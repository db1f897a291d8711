//! Codec error types.
//!
//! Decoding never fails from the caller's point of view ([`crate::decode`]
//! folds every [`DecodeError`] into a [`Message::Error`]), but the typed error
//! is kept so tests and tooling can tell failure causes apart.

use thiserror::Error;

use crate::message::{ActuatorId, ErrorKind, Message};

/// Why a line could not be decoded.
#[derive(Error, Debug, Clone, PartialEq, Eq)]
pub enum DecodeError {
    /// No known message prefix matched.
    #[error("unknown message: `{0}`")]
    UnknownMessage(String),

    /// A node id field is not an integer.
    #[error("invalid node id: `{0}`")]
    InvalidNodeId(String),

    /// An actuator id field is not an integer.
    #[error("invalid actuator id: `{0}`")]
    InvalidActuatorId(String),

    /// An actuator entry is not `type=id`.
    #[error("invalid actuator entry: `{0}`")]
    InvalidActuator(String),

    /// The same actuator id was announced twice.
    #[error("duplicate actuator id: {0}")]
    DuplicateActuator(ActuatorId),

    /// A sensor-data line carries no readings.
    #[error("sensor data without readings")]
    MissingReadings,

    /// A reading is not `type,value,unit`.
    #[error("invalid sensor reading: `{0}`")]
    InvalidReading(String),

    /// A reading value is not a finite decimal number.
    #[error("invalid sensor value: `{0}`")]
    InvalidValue(String),

    /// A required field separator is missing.
    #[error("missing `{separator}` in `{line}`")]
    MissingSeparator {
        /// Separator that was expected.
        separator: char,
        /// Offending line.
        line: String,
    },

    /// An actuator state is neither `on` nor `off`.
    #[error("invalid actuator state: `{0}`")]
    InvalidState(String),

    /// Unexpected text after a message that carries no payload.
    #[error("unexpected trailing data: `{0}`")]
    TrailingData(String),

    /// The line exceeded the reader's limit and was discarded.
    #[error("line longer than {0} bytes")]
    LineTooLong(usize),
}

impl DecodeError {
    /// Wire error class this failure is reported as.
    pub fn kind(&self) -> ErrorKind {
        match self {
            Self::UnknownMessage(_) => ErrorKind::Unknown,
            _ => ErrorKind::Invalid,
        }
    }
}

impl From<DecodeError> for Message {
    fn from(err: DecodeError) -> Self {
        Self::Error { kind: err.kind(), detail: err.to_string() }
    }
}

/// Why a message could not be put on the wire.
#[derive(Error, Debug, Clone, PartialEq, Eq)]
pub enum EncodeError {
    /// `SensorData` must carry at least one reading.
    #[error("sensor data without readings")]
    EmptyReadings,

    /// A free-text token contains a grammar delimiter or a line break.
    #[error("{field} `{value}` contains a reserved character")]
    ReservedCharacter {
        /// Which field was rejected.
        field: &'static str,
        /// The rejected value.
        value: String,
    },

    /// Sensor values must be finite to be decodable.
    #[error("sensor value {0} is not finite")]
    NonFiniteValue(String),
}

• • • •

* _Exercise details_
Read through the entries and copy each line in which "enum" appears.

* _Answer to this problem_
pub enum DecodeError {
pub enum EncodeError {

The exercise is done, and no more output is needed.